Singapore-based financial blog that aims to educate people on personal finance, investments, retirement and their Central Provident Fund (CPF) matters.

Wednesday, 1 October 2014

High Dollar Kills the Market?

23:45 No comments

Today's topic is on whether the stock market will be going down if the dollar remain this high or went even higher.

 I saw a lot of people saying that a higher dollar would kill the US economy and affect the stock market because:
1) it hurt exports
2) it makes US goods and services more expensive
3) there might be deflationary concerns

Below shows 3 charts:
1) S&P 500 10 year returns
2) S&P 500 10 year Total Return
3) The Dollar Index (^DXY)

So I will answer all the doubts as to why I believe that a strong dollar will not hurt the US economy, its recovery and the stock market.


The current dollar level is still far from the highest point in 2006.

i) During the period of 2004 to mid 2006, the dollar remained at range above the current level, and the market continue to climb up until the end of 2008 where the Lehman Brother crisis hit.

ii) Since December 2009, the dollar rose all the way till its peak in June 2010. The stock market followed and peak at April 2010.

iii) Since may 2011, the dollar has been steadily rising till now, so has the stock market, and without a correction.

However, this does not mean that a rising dollar is good to the stock market and a falling dollar is bad for the stock market.

i) From November 2005 to october 2007, the dollar fell from peak to trough, the stock market however during this period rose to its peak.

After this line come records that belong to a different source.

//! Exposure records and the typed table the selection code works on.

use serde::{Deserialize, Serialize};
use std::collections::{BTreeMap, HashSet};

use super::{Band, Night};
use crate::error::{DagError, DagResult};

/// One telescope exposure as returned by the catalog.
///
/// `is_search` is not part of the catalog row: it starts out `false` and is
/// assigned by the partitioner.
#[derive(Debug, Clone, PartialEq, Serialize, Deserialize)]
pub struct ExposureRecord {
    pub exposure_id: i64,
    pub night: Night,
    pub mjd: f64,
    pub ra: f64,
    pub dec: f64,
    pub band: Band,
    /// Exposure duration in seconds
    pub exposure_time: f64,
    /// Effective-exposure-time quality score (teff); higher is better
    pub quality_metric: f64,
    #[serde(default)]
    pub propid: String,
    #[serde(default)]
    pub obs_type: String,
    #[serde(default)]
    pub object: String,
    #[serde(default)]
    pub is_search: bool,
}

/// Ordered batch of exposures with unique ids.
///
/// Input order is preserved by every operation; the partitioner's search cap
/// depends on it.
#[derive(Debug, Clone, Default, PartialEq)]
pub struct ExposureTable {
    records: Vec<ExposureRecord>,
}

impl ExposureTable {
    /// Build a table, rejecting duplicate exposure ids.
    pub fn new(records: Vec<ExposureRecord>) -> DagResult<Self> {
        let mut seen = HashSet::with_capacity(records.len());
        for record in &records {
            if !seen.insert(record.exposure_id) {
                return Err(DagError::DuplicateExposure(record.exposure_id));
            }
        }
        Ok(Self { records })
    }

    pub fn len(&self) -> usize {
        self.records.len()
    }

    pub fn is_empty(&self) -> bool {
        self.records.is_empty()
    }

    pub fn iter(&self) -> impl Iterator<Item = &ExposureRecord> {
        self.records.iter()
    }

    pub fn records(&self) -> &[ExposureRecord] {
        &self.records
    }

    pub(crate) fn records_mut(&mut self) -> &mut [ExposureRecord] {
        &mut self.records
    }

    pub fn into_records(self) -> Vec<ExposureRecord> {
        self.records
    }

    pub fn search(&self) -> impl Iterator<Item = &ExposureRecord> {
        self.records.iter().filter(|r| r.is_search)
    }

    pub fn templates(&self) -> impl Iterator<Item = &ExposureRecord> {
        self.records.iter().filter(|r| !r.is_search)
    }

    pub fn search_ids(&self) -> Vec<i64> {
        self.search().map(|r| r.exposure_id).collect()
    }

    /// Record indices grouped by night, nights ascending, indices in input order.
    pub fn nights(&self) -> BTreeMap<Night, Vec<usize>> {
        let mut groups: BTreeMap<Night, Vec<usize>> = BTreeMap::new();
        for (idx, record) in self.records.iter().enumerate() {
            groups.entry(record.night).or_default().push(idx);
        }
        groups
    }

    pub fn distinct_nights(&self) -> usize {
        self.records
            .iter()
            .map(|r| r.night)
            .collect::<HashSet<_>>()
            .len()
    }

    pub fn clear_search_flags(&mut self) {
        for record in &mut self.records {
            record.is_search = false;
        }
    }

    /// Keep the records matching `predicate`, preserving order.
    pub fn retain<F>(mut self, predicate: F) -> Self
    where
        F: FnMut(&ExposureRecord) -> bool,
    {
        self.records.retain(predicate);
        self
    }
}

impl<'a> IntoIterator for &'a ExposureTable {
    type Item = &'a ExposureRecord;
    type IntoIter = std::slice::Iter<'a, ExposureRecord>;

    fn into_iter(self) -> Self::IntoIter {
        self.records.iter()
    }
}

#[cfg(test)]
mod tests {
    use super::*;

    fn record(id: i64, night: u32) -> ExposureRecord {
        ExposureRecord {
            exposure_id: id,
            night: Night::new(night),
            mjd: 59000.0,
            ra: 10.0,
            dec: -20.0,
            band: Band::I,
            exposure_time: 90.0,
            quality_metric: 0.5,
            propid: "2023B-0001".to_string(),
            obs_type: "object".to_string(),
            object: "field".to_string(),
            is_search: false,
        }
    }

    #[test]
    fn test_duplicate_ids_rejected() {
        let result = ExposureTable::new(vec![record(1, 20230101), record(1, 20230102)]);
        assert!(matches!(result, Err(DagError::DuplicateExposure(1))));
    }

    #[test]
    fn test_nights_grouping_keeps_input_order() {
        let table = ExposureTable::new(vec![
            record(3, 20230102),
            record(1, 20230101),
            record(2, 20230102),
        ])
        .unwrap();

        let groups = table.nights();
        let keys: Vec<u32> = groups.keys().map(|n| n.code()).collect();
        assert_eq!(keys, vec![20230101, 20230102]);
        assert_eq!(groups[&Night::new(20230102)], vec![0, 2]);
        assert_eq!(table.distinct_nights(), 2);
    }

    #[test]
    fn test_search_and_templates_split() {
        let mut a = record(1, 20230101);
        a.is_search = true;
        let table = ExposureTable::new(vec![a, record(2, 20230101)]).unwrap();

        assert_eq!(table.search_ids(), vec![1]);
        assert_eq!(table.templates().count(), 1);
    }

    #[test]
    fn test_clear_search_flags() {
        let mut a = record(1, 20230101);
        a.is_search = true;
        let mut table = ExposureTable::new(vec![a]).unwrap();
        table.clear_search_flags();
        assert_eq!(table.search().count(), 0);
    }
}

ii) During March 2009 till December 2009, the dollar fell from peak to near trough, the stock market also over the same period rose by nearly 90%. However, this can be attributed to a bounce back from the 2008 crisis.

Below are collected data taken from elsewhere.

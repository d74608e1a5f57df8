//! Strategies for choosing which candidates on the chosen nights become search
//! exposures when there are more than the cap allows.

use serde::{Deserialize, Serialize};
use std::fmt;
use std::str::FromStr;

use crate::models::ExposureRecord;

/// Picks at most `cap` of the candidate records.
///
/// `candidates` holds `(table index, record)` pairs in input order; the
/// returned indices are the ones marked search.
pub trait SearchSelection: Send + Sync {
    fn name(&self) -> &'static str;

    fn select(&self, candidates: &[(usize, &ExposureRecord)], cap: usize) -> Vec<usize>;
}

/// First `cap` candidates in input order.
#[derive(Debug, Clone, Copy, Default)]
pub struct EncounterOrder;

impl SearchSelection for EncounterOrder {
    fn name(&self) -> &'static str {
        "encounter-order"
    }

    fn select(&self, candidates: &[(usize, &ExposureRecord)], cap: usize) -> Vec<usize> {
        candidates.iter().take(cap).map(|(idx, _)| *idx).collect()
    }
}

/// `cap` candidates with the best quality metric; ties keep input order.
#[derive(Debug, Clone, Copy, Default)]
pub struct HighestQuality;

impl SearchSelection for HighestQuality {
    fn name(&self) -> &'static str {
        "highest-quality"
    }

    fn select(&self, candidates: &[(usize, &ExposureRecord)], cap: usize) -> Vec<usize> {
        let mut ranked: Vec<(usize, &ExposureRecord)> = candidates.to_vec();
        // Stable sort keeps input order among equal scores
        ranked.sort_by(|a, b| b.1.quality_metric.total_cmp(&a.1.quality_metric));
        ranked.into_iter().take(cap).map(|(idx, _)| idx).collect()
    }
}

/// Configurable name for the built-in strategies.
#[derive(Debug, Clone, Copy, PartialEq, Eq, Default, Serialize, Deserialize)]
#[serde(rename_all = "kebab-case")]
pub enum SelectionPolicy {
    #[default]
    EncounterOrder,
    HighestQuality,
}

impl SelectionPolicy {
    pub fn strategy(&self) -> Box<dyn SearchSelection> {
        match self {
            SelectionPolicy::EncounterOrder => Box::new(EncounterOrder),
            SelectionPolicy::HighestQuality => Box::new(HighestQuality),
        }
    }
}

impl fmt::Display for SelectionPolicy {
    fn fmt(&self, f: &mut fmt::Formatter<'_>) -> fmt::Result {
        f.write_str(self.strategy().name())
    }
}

impl FromStr for SelectionPolicy {
    type Err = String;

    fn from_str(s: &str) -> Result<Self, Self::Err> {
        match s.to_lowercase().as_str() {
            "encounter-order" | "encounter_order" => Ok(Self::EncounterOrder),
            "highest-quality" | "highest_quality" => Ok(Self::HighestQuality),
            _ => Err(format!(
                "Unknown selection policy: {}. Use 'encounter-order' or 'highest-quality'",
                s
            )),
        }
    }
}

#[cfg(test)]
mod tests {
    use super::*;
    use crate::models::{Band, Night};

    fn exposure(id: i64, teff: f64) -> ExposureRecord {
        ExposureRecord {
            exposure_id: id,
            night: Night::new(20230101),
            mjd: 59945.0,
            ra: 0.0,
            dec: 0.0,
            band: Band::R,
            exposure_time: 90.0,
            quality_metric: teff,
            propid: String::new(),
            obs_type: String::new(),
            object: String::new(),
            is_search: false,
        }
    }

    #[test]
    fn test_encounter_order_takes_prefix() {
        let records: Vec<ExposureRecord> = (0..5).map(|i| exposure(i, 0.1 * i as f64)).collect();
        let candidates: Vec<(usize, &ExposureRecord)> = records.iter().enumerate().collect();

        assert_eq!(EncounterOrder.select(&candidates, 3), vec![0, 1, 2]);
        assert_eq!(EncounterOrder.select(&candidates, 10).len(), 5);
    }

    #[test]
    fn test_highest_quality_prefers_teff_then_order() {
        let records = vec![exposure(1, 0.2), exposure(2, 0.9), exposure(3, 0.2), exposure(4, 0.5)];
        let candidates: Vec<(usize, &ExposureRecord)> = records.iter().enumerate().collect();

        assert_eq!(HighestQuality.select(&candidates, 3), vec![1, 3, 0]);
    }

    #[test]
    fn test_policy_parse() {
        assert_eq!(
            "highest-quality".parse::<SelectionPolicy>().unwrap(),
            SelectionPolicy::HighestQuality
        );
        assert!("random".parse::<SelectionPolicy>().is_err());
        assert_eq!(SelectionPolicy::default().to_string(), "encounter-order");
    }
}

Through the technicals, it is shown that the dollar has no relationship on how the stock market will perform.


1) A strong dollar will not hurt economic growth, instead, it would more likely improve economic growth. US has been a major importer of goods from abroad. A stronger dollar would only make imports cheaper, which benefits consumers and boost consumptions.  Companies would also face lower cost of raw materials, hence improving profit margins.

2) The US is a major consumption-based or consumption-driven economy, especially domestic consumption. A rising dollar will not hurt domestic consumption because things are going to be cheaper thanks to a stronger dollar and they are at least not as affected as countries trading with the US.

Saying that I am not going to eat at Mcdonalds because a rising dollar will make my burger more expensive in my view is ridiculous. Stronger dollar means each of my dollar is going to get me more stuff, I am going to be able to buy more stuff than before.

3) Deflationary concern is one of the least concern I have regarding the US market and economy right now. With the Fed keeping rates at record low and a possible action of QE anything things looks like they are going in the wrong direction, I am least afraid of a deflation. I am instead more worry about inflation that will be coming over the next 5 to 10 years (Will be writing another article on this).

4) A strong currency mostly affect only those export determinant countries like China, Japan and South Korea. These countries when hit with a higher currency value (Higher Yuan, Yen or Won) will result in their exporting products becoming more expansive and hence leads to a slower growth. However in the case of US, it is the opposite, hence a stronger dollar would make imports cheaper, reduce inflation, improve companies' margins - although it would make the reported earnings look bad because of USD reporting.

The way I see it, the dollar will not affect the market's current upward momentum. The market current sell-off because of a high dollar is a good buying opportunity.